Il avait été violent le dernier jour qu'ils s'étaient vus, Camus lisait comme à son habitude à la bibliothèque il était rentré furax et l'avait frappé, Camus était tombé à la renverse. La brute sans lui laisser le temps de reprendre ses esprits c'était mis à califourchon sur lui et essayait de l'étrangler. « Tu croyais pouvoir m'échapper ? Tu pensais vraiment que je ne serais pas au courant ? Tu m'appartiens. Je préfère te tuer que te savoir avec un autre. » Il avait serré de plus en plus fort Camus s'était évanoui. Il s'était réveillé quelques heures plus tard dans un lit de l'infirmerie on lui avait expliqué que le jeune homme était devenu complètement fou il avait fallu 5 surveillants pour le maîtriser et qu'il arrêtait pas d'hurler que Camus lui appartenait.

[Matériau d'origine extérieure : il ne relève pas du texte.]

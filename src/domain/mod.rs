//! Domain layer for the iterative search pipeline
//!
//! Models, errors and the ports through which external tools are driven.

pub mod errors;
pub mod models;
pub mod ports;

pub use errors::{RunError, RunResult, ToolError, ToolResult};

Camus sorti de son bain et mit son peignoir. Il était attiré par le dénommé Milo mais contrairement à la brute et à Saga, il se doutait qu'il ne se contenterait pas de caresses. L'idée de se faire pénétrer le terrorisait toujours autant. Il fallait qu'il ne laisse rien paraître de ses sentiments. Il fallait que Milo pense qu'il ne le voyait que comme un ami du moins pour le moment. Et puis il fallait qu'il règle ce problème concernant Hyoga avant de pouvoir se consacrer à cette histoire.